=== Assignment ===
Give the count of lines in the data that include "class", with no other words.

=== Exercise material ===
+++
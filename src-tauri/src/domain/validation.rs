//! Input Validation
//!
//! Pure checks run before any store access.

use std::ops::Deref;

use thiserror::Error;

use super::TodoId;

/// Longest allowed todo text, in characters, after trimming
pub const MAX_TEXT_LEN: usize = 500;

#[derive(Debug, Clone, Copy, PartialEq, Eq, Error)]
pub enum ValidationError {
    #[error("Todo text cannot be empty")]
    EmptyText,
    #[error("Todo text must be at most {max} characters")]
    TooLong { max: usize },
    #[error("Invalid todo id")]
    MalformedId,
}

/// Trimmed, non-empty text no longer than [`MAX_TEXT_LEN`]
#[derive(Debug, Clone, PartialEq, Eq)]
pub struct ValidatedText(String);

impl ValidatedText {
    pub fn into_inner(self) -> String {
        self.0
    }
}

impl Deref for ValidatedText {
    type Target = str;

    fn deref(&self) -> &str {
        &self.0
    }
}

pub fn validate_text(text: &str) -> Result<ValidatedText, ValidationError> {
    let trimmed = text.trim();
    if trimmed.is_empty() {
        return Err(ValidationError::EmptyText);
    }
    if trimmed.chars().count() > MAX_TEXT_LEN {
        return Err(ValidationError::TooLong { max: MAX_TEXT_LEN });
    }
    Ok(ValidatedText(trimmed.to_string()))
}

pub fn validate_id(id: &str) -> Result<TodoId, ValidationError> {
    TodoId::parse(id).ok_or(ValidationError::MalformedId)
}
//! Delete control for one todo row.

use leptos::prelude::*;
use leptos::task::spawn_local;

use crate::context::use_app_context;
use crate::models::TodoId;

/// Asks before removing; the first click arms, the second removes.
///
/// `label` is the todo text, echoed in the prompt so it is clear which row
/// goes away.
#[component]
pub fn DeleteTodoButton(id: TodoId, #[prop(into)] label: String) -> impl IntoView {
    let ctx = use_app_context();
    let (armed, set_armed) = signal(false);

    let remove = move |_: web_sys::MouseEvent| {
        set_armed.set(false);
        spawn_local(async move {
            ctx.report(ctx.todos.remove(id).await);
        });
    };

    view! {
        <Show
            when=move || armed.get()
            fallback=move || view! {
                <button class="delete-btn" title="Delete todo" on:click=move |_| set_armed.set(true)>
                    "×"
                </button>
            }
        >
            <span class="delete-confirm" title=label.clone()>
                "Remove this todo?"
                <button class="confirm-btn" on:click=remove>"Yes"</button>
                <button class="cancel-btn" on:click=move |_| set_armed.set(false)>"No"</button>
            </span>
        </Show>
    }
}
+++
=== Written solution ===
4